In an unprecedented move with the support of Israeli Interior minister Eli Yishai, and then Prime Minister Ariel Sharon, he won his release upon the condition that he would leave Israel voluntarily and not return until the message of the Return of the House of Joseph and the biblical Palestinian state he proposes, "were no longer considered a threat to Israeli national security."
After his release from Ma'asiyahu, he was given smichah (akin to ordination) as a "maggid," by his mentor and friend of 14 years, the Rebbe Shani Dor, who is a member of the Revived Jerusalem Sanhedrin Court. He was charged with the duties of a mokhiah (someone who resolves doctrinal disputes with historical grammatical exegesis).
Native American credentials
Today, Maggid ben Yoseif, mixed Cherokee and a great-great-great grandson of William Griffin, a member of the Cherokee National Council at Red Clay, TN., before the 1830s Removal, lives among the Membreno Apache in the southwestern Colorado Rockies where he is considered a spiritual elder and "gatekeeper." He is a Torah teacher assisting the Membreno with their vision of uniting Native tribes and restoring Native ceremonies.

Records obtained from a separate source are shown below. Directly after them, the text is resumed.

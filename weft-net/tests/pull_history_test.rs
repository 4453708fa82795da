//! History backfill: a peer that learns of a log mid-chain converges on
//! the full chain, and the pull boundaries behave.

mod common;

use weft_net_types::RecordStore;
use weft_proto::wire;

#[tokio::test]
async fn invitee_backfills_the_full_chain() {
    let net = common::SimNet::new();
    let a = common::spawn_peer(&net).await;
    let b = common::spawn_peer(&net).await;

    let (tid, a_log) = common::create_thread(&a).await;

    // A writes history alone first.
    for i in 0..5u8 {
        a.service
            .add_record(tid, vec![b'r', i], Default::default())
            .await
            .unwrap();
    }

    // B joins mid-chain: the invite is A's sixth record, and the new-log
    // merge kicks off a background pull of everything before it.
    common::invite(&a, tid, &a_log, &b, true).await;

    crate::wait_until!(
        b.store
            .records_after(tid, a_log.id, None, 100)
            .await
            .unwrap()
            .len()
            == 6,
        "B never converged on A's chain"
    );

    let a_chain = a.store.records_after(tid, a_log.id, None, 100).await.unwrap();
    let b_chain = b.store.records_after(tid, a_log.id, None, 100).await.unwrap();
    assert_eq!(
        a_chain.iter().map(|r| r.cid()).collect::<Vec<_>>(),
        b_chain.iter().map(|r| r.cid()).collect::<Vec<_>>()
    );
}

#[tokio::test]
async fn pull_records_boundaries_over_the_wire() {
    let net = common::SimNet::new();
    let a = common::spawn_peer(&net).await;
    let b = common::spawn_peer(&net).await;

    let (tid, a_log) = common::create_thread(&a).await;
    let first = a
        .service
        .add_record(tid, b"first".to_vec(), Default::default())
        .await
        .unwrap();
    let _second = a
        .service
        .add_record(tid, b"second".to_vec(), Default::default())
        .await
        .unwrap();
    common::invite(&a, tid, &a_log, &b, true).await;

    crate::wait_until!(
        b.store
            .records_after(tid, a_log.id, None, 100)
            .await
            .unwrap()
            .len()
            == 3,
        "B never converged"
    );

    // limit = 0 → empty list.
    let reply = b
        .service
        .pull_records(&wire::PullRecordsRequest {
            header: None,
            thread_id: tid.as_bytes().to_vec(),
            log_id: a_log.id.as_bytes().to_vec(),
            offset: None,
            limit: 0,
        })
        .await
        .unwrap();
    assert!(reply.records.is_empty());

    // offset is exclusive; None means the beginning of the chain.
    let reply = b
        .service
        .pull_records(&wire::PullRecordsRequest {
            header: None,
            thread_id: tid.as_bytes().to_vec(),
            log_id: a_log.id.as_bytes().to_vec(),
            offset: Some(first.cid().as_bytes().to_vec()),
            limit: 100,
        })
        .await
        .unwrap();
    assert_eq!(reply.records.len(), 2);

    // Direct client pull from B against A's addresses.
    let pulled = b
        .service
        .fetch_records(tid, a_log.id, Some(first.cid()), 100)
        .await
        .unwrap();
    assert_eq!(pulled.len(), 2);
}
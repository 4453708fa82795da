//! Out-of-line address-advertisement helper.
//!
//! Split from `service.rs` into its own module so the recursive call back
//! into `ReplicationService::add_record` (which itself can fan out through
//! `push_to_addr`, the caller of this helper) registers its opaque future
//! type in a separate defining scope from the call site, which is what
//! breaks rustc's cyclic auto-trait (`Send`) evaluation between the two.

use std::sync::Arc;

use weft_model::{LogInfo, Logs, ThreadId};
use weft_net_types::transport::Transport;

use crate::service::{AddSettings, ReplicationService};

pub(crate) async fn advertise_log<T: Transport>(
    service: Arc<ReplicationService<T>>,
    thread: ThreadId,
    log: weft_model::LogId,
    addr: weft_model::PeerAddr,
) {
    let pub_key = match service.directory_pub_key(thread, log).await {
        Ok(Some(pk)) => pk,
        Ok(None) => return,
        Err(e) => {
            tracing::error!(error = %e, "address advertisement failed");
            return;
        }
    };
    let lg = LogInfo {
        id: log,
        pub_key,
        follow_key: None,
        read_key: None,
        addrs: vec![addr],
        heads: Vec::new(),
        priv_key: None,
    };
    let doc = Logs::new(vec![lg], true);
    if let Err(e) = service
        .add_record(
            thread,
            doc.to_borsh(),
            AddSettings {
                key_log: Some(log),
                ..Default::default()
            },
        )
        .await
    {
        tracing::error!(thread = %thread, log = %log, error = %e, "address advertisement failed");
    }
}
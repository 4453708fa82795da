// Each integration test compiles as a separate binary that includes this module via `mod common;`.
// Not every test binary uses every helper, so Rust emits spurious dead_code warnings.
#![allow(dead_code)]
//! Shared test utilities for weft-net integration tests.

use prost::Message;
use std::sync::Arc;
use std::time::Duration;
use weft_logstore::MemThreadStore;
use weft_model::{crypto, Identity, LogInfo, Logs, PeerAddr, Record, ThreadId};
use weft_net::{AddSettings, ReplicationConfig, ReplicationService};
use weft_net_sim::{BroadcastGossip, ChannelNetwork, ChannelTransport, GossipNetwork};
use weft_net_types::LogStore;
use weft_proto::record_to_proto;
use weft_proto::wire;

/// Shared in-memory network: one broker for connections, one for gossip.
#[derive(Clone, Default)]
pub struct SimNet {
    pub transport: ChannelNetwork,
    pub gossip: GossipNetwork,
}

impl SimNet {
    pub fn new() -> Self {
        Self::default()
    }
}

/// One peer: identity, combined directory/record store, running service.
pub struct TestPeer {
    pub identity: Identity,
    pub store: Arc<MemThreadStore>,
    pub service: Arc<ReplicationService<ChannelTransport>>,
}

/// Stand up a peer on the shared network with default config.
pub async fn spawn_peer(net: &SimNet) -> TestPeer {
    spawn_peer_with_config(net, ReplicationConfig::default()).await
}

pub async fn spawn_peer_with_config(net: &SimNet, config: ReplicationConfig) -> TestPeer {
    let identity = Identity::generate();
    let transport = ChannelTransport::new(identity.public_key(), &net.transport).await;
    let gossip = Arc::new(BroadcastGossip::new(identity.public_key(), &net.gossip));
    let store = Arc::new(MemThreadStore::new());
    let service = ReplicationService::new(
        identity.clone(),
        transport,
        gossip,
        store.clone(),
        store.clone(),
        config,
    )
    .await
    .expect("start service");
    TestPeer {
        identity,
        store,
        service,
    }
}

/// Create a thread on a peer with a fresh own log and subscribe to it.
pub async fn create_thread(peer: &TestPeer) -> (ThreadId, LogInfo) {
    let tid = ThreadId::new_random();
    let log = LogInfo::generate(PeerAddr::new(peer.identity.peer_id()));
    peer.store.add_log(tid, log.clone()).await.expect("add own log");
    peer.service.subscribe(tid).await.expect("subscribe");
    (tid, log)
}

/// Invite a guest into a thread: push a membership record whose event body
/// is sealed to the guest's host key. `readable` decides reader vs follower.
pub async fn invite(
    host: &TestPeer,
    tid: ThreadId,
    own: &LogInfo,
    guest: &TestPeer,
    readable: bool,
) -> Record {
    let doc = Logs::new(vec![own.public_view()], readable);
    host.service
        .add_record(
            tid,
            doc.to_borsh(),
            AddSettings {
                seal_to: Some(guest.identity.peer_id()),
                addrs: vec![PeerAddr::new(guest.identity.peer_id())],
                key_log: None,
            },
        )
        .await
        .expect("invite push")
}

/// Build a raw PushRecordRequest from a writer's log, exactly as the wire
/// would carry it. Useful for exercising the admission pipeline directly.
pub fn build_push(
    sender: &Identity,
    tid: ThreadId,
    log: &LogInfo,
    body: &[u8],
    prev: Option<weft_model::Cid>,
) -> (wire::PushRecordRequest, Record) {
    let read_key = log.read_key.expect("writer log read key");
    let follow_key = log.follow_key.expect("writer log follow key");
    let signing_key = log.priv_key.as_ref().expect("writer log signing key");

    let sealed_body = crypto::seal_sym(&read_key, body).expect("seal body");
    let rec = Record::seal(sealed_body, &follow_key, signing_key, prev, 1).expect("seal record");

    let rec_proto = record_to_proto(&rec);
    let payload = rec_proto.encode_to_vec();
    let sig = sender.sign(&payload);

    let req = wire::PushRecordRequest {
        header: Some(wire::Header {
            from: sender.peer_id().as_bytes().to_vec(),
            signature: sig.as_bytes().to_vec(),
            key: Some(sender.public_key().as_bytes().to_vec()),
            follow_key: None,
            read_key_log_id: Some(log.id.as_bytes().to_vec()),
        }),
        thread_id: tid.as_bytes().to_vec(),
        log_id: log.id.as_bytes().to_vec(),
        record: Some(rec_proto),
    };
    (req, rec)
}

/// Poll an async condition until it holds or the deadline passes.
#[macro_export]
macro_rules! wait_until {
    ($cond:expr, $msg:expr) => {{
        let deadline = tokio::time::Instant::now() + std::time::Duration::from_secs(10);
        loop {
            if $cond {
                break;
            }
            assert!(tokio::time::Instant::now() < deadline, $msg);
            tokio::time::sleep(std::time::Duration::from_millis(20)).await;
        }
    }};
}

/// Small settle pause for detached background tasks.
pub async fn settle() {
    tokio::time::sleep(Duration::from_millis(100)).await;
}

In the fall of 2009, Chief Joe Sittingowl White, principal chief of the Central Band Cherokee, invited ben Yoseif to serve his Tsa-la-gi (Cherokee) people as one of the 13 Equahiyi-Wasi (EH-KWAH-HE-YEE WAH-SEE). With the help of Creator, this Abraham-Moses society is researching Native American origins, prophecy and spirituality and specifically their Hebrew ties. After presenting Apache demands to the George W. Bush White House that the skulls of Geronimo and other Apache be returned in a sacred manner "before the curse grows much worse", he was adopted as an elder by the Sundance warrior lodge of the Membreno Apache. He is "keeper of the gate" at Eldersgate, American Indian Council., in SW Colorado at the eastern extremity of the Four Corners region anciently known as "Aztlan." During an exchange of gifts at his first meeting with Membreno spiritual leader Jimmy Tenrivers Atencio, he was gifted with his medicine from the land of the Aztecs. In 2004, he was asked by the Bear Clan elder Abe Walkingbear Sanchez, of the Zuni nation, who along with Tenrivers helped ben Yoseif envision Eldersgate, to serve on the board of directors of Turtletribe and begin a working version of the turtletribe.org website. He has also served as an ex-officio board member of Iglesia de Aztlan. His long-standing interest in Native American affairs stems from moderating a debate between representatives of the American Indian Movement and the Bureau of Indian Affairs as a news editor on the campus daily at Louisiana State University in 1973.